Staff at UVM began organizing in early 2020, following years of stagnant wages amidst a rising cost of living in the region. In June 2020, the administration’s attempts to freeze salaries for the lowest-paid staff backfired, rallying support for the organizing drive and giving weight to the adage that “the boss is the best organizer”.

This spring, after hundreds of individual conversations and Zoom calls, staff overwhelmingly voted “yes” to formalize their union in two separate elections, registering 73 and 80 percent support for the union.

At the same time, members of United Academics-AFT Vermont, the union of UVM faculty, were at the bargaining table facing proposed steep cuts to wages and benefits. Faculty remained united over a year of difficult bargaining and mediation during the pandemic, and on May 10th, ratified a contract that protected salaries and benefits and guaranteed a commitment to diversity in faculty hiring and retention. 

Linguistics professor Julie Roberts reflected that, “We are confident that the strength of our union throughout collective bargaining is what prevented the administration from imposing the deep and lasting cuts to base salary and benefits that they proposed, and that our pressure helped tip the balance toward the restoration of staff pay that had been cut.”

UVM Staff United members spent the summer surveying their colleagues about bargaining priorities, and entered negotiations on October 13th with a mandate for higher wages, equity adjustments, and Diversity, Equity and Inclusion measures with teeth. 

Staff are clear, though, that they’re also fighting for the community at large. In an Oct. 12th OpEd, bargaining team members Ellen Kaye, Alison Nihart, and Rachel Wallace-Brodeur pointed out that “raising wages for 1,300-plus workers will compel other employers to raise wages as they try to attract employees in a job market where workers hold more cards than ever before in recent memory.”

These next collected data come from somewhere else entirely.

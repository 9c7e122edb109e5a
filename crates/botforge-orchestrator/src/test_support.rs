// SPDX-FileCopyrightText: 2026 Botforge Contributors
// SPDX-License-Identifier: MIT OR Apache-2.0

//! Shared fixtures for orchestrator tests.

use std::sync::Arc;

use botforge_config::model::{OrchestratorConfig, StorageConfig};
use botforge_core::types::BotRecord;
use botforge_core::{BotStatus, RuntimeStatus};
use botforge_storage::BotStore;
use botforge_test_utils::{
    CallLog, MockBuildService, MockCodeGenerator, MockDeployManager, MockWebhookRegistrar,
};
use tempfile::TempDir;

use crate::orchestrator::Orchestrator;

pub(crate) struct TestRig {
    pub orch: Orchestrator,
    pub log: CallLog,
    pub builder: Arc<MockBuildService>,
    pub deployer: Arc<MockDeployManager>,
    pub codegen: Arc<MockCodeGenerator>,
    pub registrar: Arc<MockWebhookRegistrar>,
    pub store: BotStore,
    _dir: TempDir,
}

pub(crate) async fn rig() -> TestRig {
    let dir = TempDir::new().unwrap();
    let storage = StorageConfig {
        database_path: dir.path().join("orch.db").to_string_lossy().into_owned(),
        wal_mode: true,
        runtime_log_cap: 100,
    };
    let store = BotStore::open(&storage).await.unwrap();

    let log = CallLog::new();
    let builder = Arc::new(MockBuildService::new(log.clone()));
    let deployer = Arc::new(MockDeployManager::new(log.clone()));
    let codegen = Arc::new(MockCodeGenerator::new(log.clone()));
    let registrar = Arc::new(MockWebhookRegistrar::new(log.clone()));

    let orch = Orchestrator::new(
        builder.clone(),
        deployer.clone(),
        codegen.clone(),
        registrar.clone(),
        store.clone(),
        OrchestratorConfig {
            idle_threshold_secs: 1800,
            phase_timeout_secs: 5,
        },
    );
    TestRig {
        orch,
        log,
        builder,
        deployer,
        codegen,
        registrar,
        store,
        _dir: dir,
    }
}

pub(crate) fn make_bot(id: &str) -> BotRecord {
    BotRecord {
        id: id.to_string(),
        user_id: "u1".to_string(),
        name: "Test Bot".to_string(),
        token: "123456:test-token".to_string(),
        status: BotStatus::Active,
        runtime_status: RuntimeStatus::Stopped,
        container_id: None,
        image_tag: None,
        files_stored: true,
        pipeline_generation: 0,
        last_restart: None,
        last_activity: None,
        created_at: "2026-01-01T00:00:00.000Z".to_string(),
        updated_at: "2026-01-01T00:00:00.000Z".to_string(),
    }
}
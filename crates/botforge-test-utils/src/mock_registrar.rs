// SPDX-FileCopyrightText: 2026 Botforge Contributors
// SPDX-License-Identifier: MIT OR Apache-2.0

//! Mock webhook registrar with scriptable failures.

use std::sync::Mutex;

use async_trait::async_trait;
use botforge_core::types::ServiceCall;
use botforge_core::{BotforgeError, WebhookRegistrar};

use crate::CallLog;

/// A mock [`WebhookRegistrar`] for deterministic testing.
pub struct MockWebhookRegistrar {
    log: CallLog,
    register_failure: Mutex<Option<String>>,
    unregister_failure: Mutex<Option<String>>,
}

impl MockWebhookRegistrar {
    pub fn new(log: CallLog) -> Self {
        Self {
            log,
            register_failure: Mutex::new(None),
            unregister_failure: Mutex::new(None),
        }
    }

    pub fn fail_register(&self, message: impl Into<String>) {
        *self.register_failure.lock().unwrap() = Some(message.into());
    }

    pub fn fail_unregister(&self, message: impl Into<String>) {
        *self.unregister_failure.lock().unwrap() = Some(message.into());
    }
}

impl Default for MockWebhookRegistrar {
    fn default() -> Self {
        Self::new(CallLog::new())
    }
}

#[async_trait]
impl WebhookRegistrar for MockWebhookRegistrar {
    async fn register_webhook(&self, _token: &str, bot_id: &str) -> Result<(), BotforgeError> {
        self.log.record(format!("register-webhook {bot_id}"));
        if let Some(message) = self.register_failure.lock().unwrap().clone() {
            return Err(BotforgeError::upstream(
                ServiceCall::RegisterWebhook,
                message,
            ));
        }
        Ok(())
    }

    async fn unregister_webhook(&self, _token: &str, bot_id: &str) -> Result<(), BotforgeError> {
        self.log.record(format!("unregister-webhook {bot_id}"));
        if let Some(message) = self.unregister_failure.lock().unwrap().clone() {
            return Err(BotforgeError::upstream(
                ServiceCall::UnregisterWebhook,
                message,
            ));
        }
        Ok(())
    }
}
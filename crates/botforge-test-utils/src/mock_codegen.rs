// SPDX-FileCopyrightText: 2026 Botforge Contributors
// SPDX-License-Identifier: MIT OR Apache-2.0

//! Mock code generator returning a canned file set.

use std::sync::Mutex;

use async_trait::async_trait;
use botforge_core::types::{ConversationTurn, GeneratedBot, GeneratedFile, ServiceCall};
use botforge_core::{BotforgeError, CodeGenerator};

use crate::CallLog;

/// A mock [`CodeGenerator`] for deterministic testing.
///
/// Records each prompt and the history length it was called with.
pub struct MockCodeGenerator {
    log: CallLog,
    failure: Mutex<Option<String>>,
}

impl MockCodeGenerator {
    pub fn new(log: CallLog) -> Self {
        Self {
            log,
            failure: Mutex::new(None),
        }
    }

    pub fn fail(&self, message: impl Into<String>) {
        *self.failure.lock().unwrap() = Some(message.into());
    }

    /// The file set every successful call returns.
    pub fn canned_bot(bot_token: &str) -> GeneratedBot {
        GeneratedBot {
            files: vec![
                GeneratedFile {
                    name: "main.py".to_string(),
                    content: "import os\nBOT_TOKEN = os.getenv('BOT_TOKEN')\n".to_string(),
                },
                GeneratedFile {
                    name: "requirements.txt".to_string(),
                    content: "python-telegram-bot>=20.0\n".to_string(),
                },
                GeneratedFile {
                    name: ".env".to_string(),
                    content: format!("BOT_TOKEN={bot_token}"),
                },
            ],
            explanation: "A canned test bot".to_string(),
        }
    }
}

impl Default for MockCodeGenerator {
    fn default() -> Self {
        Self::new(CallLog::new())
    }
}

#[async_trait]
impl CodeGenerator for MockCodeGenerator {
    async fn generate(
        &self,
        prompt: &str,
        bot_token: &str,
        history: &[ConversationTurn],
    ) -> Result<GeneratedBot, BotforgeError> {
        self.log
            .record(format!("generate {prompt} (history={})", history.len()));
        if let Some(message) = self.failure.lock().unwrap().clone() {
            return Err(BotforgeError::upstream(ServiceCall::Generate, message));
        }
        Ok(Self::canned_bot(bot_token))
    }
}
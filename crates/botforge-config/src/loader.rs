// SPDX-FileCopyrightText: 2026 Botforge Contributors
// SPDX-License-Identifier: MIT OR Apache-2.0

//! Configuration loader using Figment for layered config merging.
//!
//! Supports the XDG hierarchy: `./botforge.toml` > `~/.config/botforge/botforge.toml`
//! > `/etc/botforge/botforge.toml`, with environment variable overrides via
//! the `BOTFORGE_` prefix.

#![allow(clippy::result_large_err)] // figment::Error is external and cannot be boxed without wrapper

use std::path::Path;

use figment::{
    providers::{Env, Format, Serialized, Toml},
    Figment,
};

use crate::model::BotforgeConfig;

/// Load configuration from the standard XDG hierarchy with env var overrides.
///
/// Merge order (later overrides earlier):
/// 1. Compiled defaults
/// 2. `/etc/botforge/botforge.toml` (system-wide)
/// 3. `~/.config/botforge/botforge.toml` (user XDG config)
/// 4. `./botforge.toml` (local directory)
/// 5. `BOTFORGE_*` environment variables
pub fn load_config() -> Result<BotforgeConfig, figment::Error> {
    Figment::new()
        .merge(Serialized::defaults(BotforgeConfig::default()))
        .merge(Toml::file("/etc/botforge/botforge.toml"))
        .merge(Toml::file(
            dirs::config_dir()
                .map(|d| d.join("botforge/botforge.toml"))
                .unwrap_or_default(),
        ))
        .merge(Toml::file("botforge.toml"))
        .merge(env_provider())
        .extract()
}

/// Load configuration from a TOML string only (no XDG lookup, no env).
///
/// Used for testing and explicit config specification.
pub fn load_config_from_str(toml_content: &str) -> Result<BotforgeConfig, figment::Error> {
    Figment::new()
        .merge(Serialized::defaults(BotforgeConfig::default()))
        .merge(Toml::string(toml_content))
        .extract()
}

/// Load configuration from a specific file path with env var overrides.
pub fn load_config_from_path(path: &Path) -> Result<BotforgeConfig, figment::Error> {
    Figment::new()
        .merge(Serialized::defaults(BotforgeConfig::default()))
        .merge(Toml::file(path))
        .merge(env_provider())
        .extract()
}

/// Create the environment variable provider using explicit `map()` for
/// section-to-dot mapping.
///
/// Uses `Env::map()` NOT `Env::split("_")` to avoid ambiguity with
/// underscore-containing key names: `BOTFORGE_CODEGEN_API_KEY` must map to
/// `codegen.api_key`, not `codegen.api.key`.
fn env_provider() -> Env {
    Env::prefixed("BOTFORGE_").map(|key| {
        let key_str = key.as_str();
        let mapped = key_str
            .replacen("server_", "server.", 1)
            .replacen("storage_", "storage.", 1)
            .replacen("codegen_", "codegen.", 1)
            .replacen("builder_", "builder.", 1)
            .replacen("deployer_", "deployer.", 1)
            .replacen("orchestrator_", "orchestrator.", 1)
            .replacen("telegram_", "telegram.", 1);
        mapped.into()
    })
}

This fall, UVM announced it was experiencing a record-breaking enrollment for first-year students, demonstrating the university’s strong financial health. As they move forward in bargaining, members of UVM Staff United are forming Contract Action Teams (CATs) to build momentum and lay the groundwork to defend the contract once it’s been won. 

Together with students and the members of United Electrical Workers Local 267, which represents 330 service and maintenance workers on campus, AFT Vermont staff and faculty unions are building power to reject the corporate restructuring of UVM and ensure the institution sticks to its mission of providing high quality, public higher education for learners of all ages and abilities.